#### Source data
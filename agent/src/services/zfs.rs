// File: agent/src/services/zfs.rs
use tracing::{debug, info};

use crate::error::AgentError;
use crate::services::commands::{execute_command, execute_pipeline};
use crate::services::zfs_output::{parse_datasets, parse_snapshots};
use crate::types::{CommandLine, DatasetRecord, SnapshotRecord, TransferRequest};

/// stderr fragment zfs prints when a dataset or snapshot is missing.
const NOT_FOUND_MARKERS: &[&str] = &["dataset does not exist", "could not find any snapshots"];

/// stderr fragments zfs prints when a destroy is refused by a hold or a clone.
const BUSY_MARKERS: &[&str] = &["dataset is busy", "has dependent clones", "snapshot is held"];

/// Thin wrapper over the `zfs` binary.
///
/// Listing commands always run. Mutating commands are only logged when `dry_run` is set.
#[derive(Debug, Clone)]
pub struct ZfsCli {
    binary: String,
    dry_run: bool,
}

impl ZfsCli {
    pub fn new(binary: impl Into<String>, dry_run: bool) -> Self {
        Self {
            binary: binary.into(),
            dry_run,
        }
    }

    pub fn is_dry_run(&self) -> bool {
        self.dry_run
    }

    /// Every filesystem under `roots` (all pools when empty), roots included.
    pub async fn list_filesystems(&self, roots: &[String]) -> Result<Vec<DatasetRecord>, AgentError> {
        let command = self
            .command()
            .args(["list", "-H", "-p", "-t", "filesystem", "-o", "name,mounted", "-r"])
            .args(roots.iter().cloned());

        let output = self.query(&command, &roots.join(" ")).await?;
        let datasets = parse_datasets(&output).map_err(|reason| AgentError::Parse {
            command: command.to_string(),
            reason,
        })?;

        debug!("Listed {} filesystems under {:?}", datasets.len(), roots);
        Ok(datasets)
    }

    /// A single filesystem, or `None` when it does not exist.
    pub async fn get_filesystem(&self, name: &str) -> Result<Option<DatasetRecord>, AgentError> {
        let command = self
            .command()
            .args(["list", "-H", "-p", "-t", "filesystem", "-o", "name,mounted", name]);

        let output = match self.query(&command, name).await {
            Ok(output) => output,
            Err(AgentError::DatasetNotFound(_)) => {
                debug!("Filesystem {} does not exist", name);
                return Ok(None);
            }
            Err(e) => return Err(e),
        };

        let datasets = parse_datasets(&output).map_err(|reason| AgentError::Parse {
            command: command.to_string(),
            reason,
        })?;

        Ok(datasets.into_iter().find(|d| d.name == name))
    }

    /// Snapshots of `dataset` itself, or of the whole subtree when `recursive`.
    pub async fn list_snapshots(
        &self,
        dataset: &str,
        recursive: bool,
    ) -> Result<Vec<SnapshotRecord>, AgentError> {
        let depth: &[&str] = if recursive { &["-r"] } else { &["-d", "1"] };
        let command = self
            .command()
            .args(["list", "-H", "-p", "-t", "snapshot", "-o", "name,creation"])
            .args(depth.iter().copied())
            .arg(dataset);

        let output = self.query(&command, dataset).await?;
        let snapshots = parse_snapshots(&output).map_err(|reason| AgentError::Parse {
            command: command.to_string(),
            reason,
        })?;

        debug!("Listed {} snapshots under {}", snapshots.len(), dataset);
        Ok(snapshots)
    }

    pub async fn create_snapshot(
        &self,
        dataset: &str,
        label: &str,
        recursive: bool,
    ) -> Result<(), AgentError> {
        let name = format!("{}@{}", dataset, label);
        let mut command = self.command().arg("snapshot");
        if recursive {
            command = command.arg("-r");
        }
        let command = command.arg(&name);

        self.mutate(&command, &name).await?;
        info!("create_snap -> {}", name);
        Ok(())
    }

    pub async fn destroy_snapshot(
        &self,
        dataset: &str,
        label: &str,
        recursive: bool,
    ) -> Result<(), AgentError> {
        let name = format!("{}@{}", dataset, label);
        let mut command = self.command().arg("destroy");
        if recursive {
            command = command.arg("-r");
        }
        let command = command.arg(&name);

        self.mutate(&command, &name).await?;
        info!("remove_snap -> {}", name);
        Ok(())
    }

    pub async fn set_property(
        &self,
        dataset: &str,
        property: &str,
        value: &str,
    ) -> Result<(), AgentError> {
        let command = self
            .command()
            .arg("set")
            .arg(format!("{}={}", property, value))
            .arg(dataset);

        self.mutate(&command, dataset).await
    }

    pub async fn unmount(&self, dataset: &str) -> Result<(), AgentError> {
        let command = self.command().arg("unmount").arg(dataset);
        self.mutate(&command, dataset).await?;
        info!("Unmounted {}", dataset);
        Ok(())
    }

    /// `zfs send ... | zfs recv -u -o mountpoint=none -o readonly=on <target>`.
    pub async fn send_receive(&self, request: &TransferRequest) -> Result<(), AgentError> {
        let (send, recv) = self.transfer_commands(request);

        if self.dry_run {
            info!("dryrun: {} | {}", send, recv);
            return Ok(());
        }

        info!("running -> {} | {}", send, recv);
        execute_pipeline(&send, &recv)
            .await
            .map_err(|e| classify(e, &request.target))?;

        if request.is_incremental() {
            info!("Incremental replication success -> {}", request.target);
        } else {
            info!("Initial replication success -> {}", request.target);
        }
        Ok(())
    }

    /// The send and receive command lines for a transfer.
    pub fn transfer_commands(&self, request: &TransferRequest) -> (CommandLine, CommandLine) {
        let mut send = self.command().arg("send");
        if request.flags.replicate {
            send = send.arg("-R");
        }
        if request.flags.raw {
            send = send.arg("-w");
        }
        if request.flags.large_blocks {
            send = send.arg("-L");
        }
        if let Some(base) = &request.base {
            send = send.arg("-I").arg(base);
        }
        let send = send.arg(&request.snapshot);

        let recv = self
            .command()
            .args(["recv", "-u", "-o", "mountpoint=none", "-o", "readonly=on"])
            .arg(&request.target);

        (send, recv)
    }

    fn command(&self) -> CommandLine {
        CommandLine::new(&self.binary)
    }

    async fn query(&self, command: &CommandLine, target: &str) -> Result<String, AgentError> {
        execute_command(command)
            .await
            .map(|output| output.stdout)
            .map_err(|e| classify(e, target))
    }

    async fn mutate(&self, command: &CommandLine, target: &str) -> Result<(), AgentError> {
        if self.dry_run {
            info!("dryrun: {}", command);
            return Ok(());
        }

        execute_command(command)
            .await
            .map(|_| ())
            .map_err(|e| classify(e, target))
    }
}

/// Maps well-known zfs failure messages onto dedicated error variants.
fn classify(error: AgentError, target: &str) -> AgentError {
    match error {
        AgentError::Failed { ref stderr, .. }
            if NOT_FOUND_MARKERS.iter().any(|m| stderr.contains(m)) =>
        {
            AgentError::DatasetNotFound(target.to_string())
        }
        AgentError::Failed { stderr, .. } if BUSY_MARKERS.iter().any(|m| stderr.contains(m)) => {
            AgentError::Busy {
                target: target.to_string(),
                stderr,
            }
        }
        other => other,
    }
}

#### What you need to do
Write out the entries above once more, without altering anything.

#### Answer below
filename agent/src/services/zfs.rs
// File: agent/src/services/zfs.rs
use tracing::{debug, info};

use crate::error::AgentError;
use crate::services::commands::{execute_command, execute_pipeline};
use crate::services::zfs_output::{parse_datasets, parse_snapshots};
use crate::types::{CommandLine, DatasetRecord, SnapshotRecord, TransferRequest};

/// stderr fragment zfs prints when a dataset or snapshot is missing.
const NOT_FOUND_MARKERS: &[&str] = &["dataset does not exist", "could not find any snapshots"];

/// stderr fragments zfs prints when a destroy is refused by a hold or a clone.
const BUSY_MARKERS: &[&str] = &["dataset is busy", "has dependent clones", "snapshot is held"];

/// Thin wrapper over the `zfs` binary.
///
/// Listing commands always run. Mutating commands are only logged when `dry_run` is set.
#[derive(Debug, Clone)]
pub struct ZfsCli {
    binary: String,
    dry_run: bool,
}

impl ZfsCli {
    pub fn new(binary: impl Into<String>, dry_run: bool) -> Self {
        Self {
            binary: binary.into(),
            dry_run,
        }
    }

    pub fn is_dry_run(&self) -> bool {
        self.dry_run
    }

    /// Every filesystem under `roots` (all pools when empty), roots included.
    pub async fn list_filesystems(&self, roots: &[String]) -> Result<Vec<DatasetRecord>, AgentError> {
        let command = self
            .command()
            .args(["list", "-H", "-p", "-t", "filesystem", "-o", "name,mounted", "-r"])
            .args(roots.iter().cloned());

        let output = self.query(&command, &roots.join(" ")).await?;
        let datasets = parse_datasets(&output).map_err(|reason| AgentError::Parse {
            command: command.to_string(),
            reason,
        })?;

        debug!("Listed {} filesystems under {:?}", datasets.len(), roots);
        Ok(datasets)
    }

    /// A single filesystem, or `None` when it does not exist.
    pub async fn get_filesystem(&self, name: &str) -> Result<Option<DatasetRecord>, AgentError> {
        let command = self
            .command()
            .args(["list", "-H", "-p", "-t", "filesystem", "-o", "name,mounted", name]);

        let output = match self.query(&command, name).await {
            Ok(output) => output,
            Err(AgentError::DatasetNotFound(_)) => {
                debug!("Filesystem {} does not exist", name);
                return Ok(None);
            }
            Err(e) => return Err(e),
        };

        let datasets = parse_datasets(&output).map_err(|reason| AgentError::Parse {
            command: command.to_string(),
            reason,
        })?;

        Ok(datasets.into_iter().find(|d| d.name == name))
    }

    /// Snapshots of `dataset` itself, or of the whole subtree when `recursive`.
    pub async fn list_snapshots(
        &self,
        dataset: &str,
        recursive: bool,
    ) -> Result<Vec<SnapshotRecord>, AgentError> {
        let depth: &[&str] = if recursive { &["-r"] } else { &["-d", "1"] };
        let command = self
            .command()
            .args(["list", "-H", "-p", "-t", "snapshot", "-o", "name,creation"])
            .args(depth.iter().copied())
            .arg(dataset);

        let output = self.query(&command, dataset).await?;
        let snapshots = parse_snapshots(&output).map_err(|reason| AgentError::Parse {
            command: command.to_string(),
            reason,
        })?;

        debug!("Listed {} snapshots under {}", snapshots.len(), dataset);
        Ok(snapshots)
    }

    pub async fn create_snapshot(
        &self,
        dataset: &str,
        label: &str,
        recursive: bool,
    ) -> Result<(), AgentError> {
        let name = format!("{}@{}", dataset, label);
        let mut command = self.command().arg("snapshot");
        if recursive {
            command = command.arg("-r");
        }
        let command = command.arg(&name);

        self.mutate(&command, &name).await?;
        info!("create_snap -> {}", name);
        Ok(())
    }

    pub async fn destroy_snapshot(
        &self,
        dataset: &str,
        label: &str,
        recursive: bool,
    ) -> Result<(), AgentError> {
        let name = format!("{}@{}", dataset, label);
        let mut command = self.command().arg("destroy");
        if recursive {
            command = command.arg("-r");
        }
        let command = command.arg(&name);

        self.mutate(&command, &name).await?;
        info!("remove_snap -> {}", name);
        Ok(())
    }

    pub async fn set_property(
        &self,
        dataset: &str,
        property: &str,
        value: &str,
    ) -> Result<(), AgentError> {
        let command = self
            .command()
            .arg("set")
            .arg(format!("{}={}", property, value))
            .arg(dataset);

        self.mutate(&command, dataset).await
    }

    pub async fn unmount(&self, dataset: &str) -> Result<(), AgentError> {
        let command = self.command().arg("unmount").arg(dataset);
        self.mutate(&command, dataset).await?;
        info!("Unmounted {}", dataset);
        Ok(())
    }

    /// `zfs send ... | zfs recv -u -o mountpoint=none -o readonly=on <target>`.
    pub async fn send_receive(&self, request: &TransferRequest) -> Result<(), AgentError> {
        let (send, recv) = self.transfer_commands(request);

        if self.dry_run {
            info!("dryrun: {} | {}", send, recv);
            return Ok(());
        }

        info!("running -> {} | {}", send, recv);
        execute_pipeline(&send, &recv)
            .await
            .map_err(|e| classify(e, &request.target))?;

        if request.is_incremental() {
            info!("Incremental replication success -> {}", request.target);
        } else {
            info!("Initial replication success -> {}", request.target);
        }
        Ok(())
    }

    /// The send and receive command lines for a transfer.
    pub fn transfer_commands(&self, request: &TransferRequest) -> (CommandLine, CommandLine) {
        let mut send = self.command().arg("send");
        if request.flags.replicate {
            send = send.arg("-R");
        }
        if request.flags.raw {
            send = send.arg("-w");
        }
        if request.flags.large_blocks {
            send = send.arg("-L");
        }
        if let Some(base) = &request.base {
            send = send.arg("-I").arg(base);
        }
        let send = send.arg(&request.snapshot);

        let recv = self
            .command()
            .args(["recv", "-u", "-o", "mountpoint=none", "-o", "readonly=on"])
            .arg(&request.target);

        (send, recv)
    }

    fn command(&self) -> CommandLine {
        CommandLine::new(&self.binary)
    }

    async fn query(&self, command: &CommandLine, target: &str) -> Result<String, AgentError> {
        execute_command(command)
            .await
            .map(|output| output.stdout)
            .map_err(|e| classify(e, target))
    }

    async fn mutate(&self, command: &CommandLine, target: &str) -> Result<(), AgentError> {
        if self.dry_run {
            info!("dryrun: {}", command);
            return Ok(());
        }

        execute_command(command)
            .await
            .map(|_| ())
            .map_err(|e| classify(e, target))
    }
}

/// Maps well-known zfs failure messages onto dedicated error variants.
fn classify(error: AgentError, target: &str) -> AgentError {
    match error {
        AgentError::Failed { ref stderr, .. }
            if NOT_FOUND_MARKERS.iter().any(|m| stderr.contains(m)) =>
        {
            AgentError::DatasetNotFound(target.to_string())
        }
        AgentError::Failed { stderr, .. } if BUSY_MARKERS.iter().any(|m| stderr.contains(m)) => {
            AgentError::Busy {
                target: target.to_string(),
                stderr,
            }
        }
        other => other,
    }
}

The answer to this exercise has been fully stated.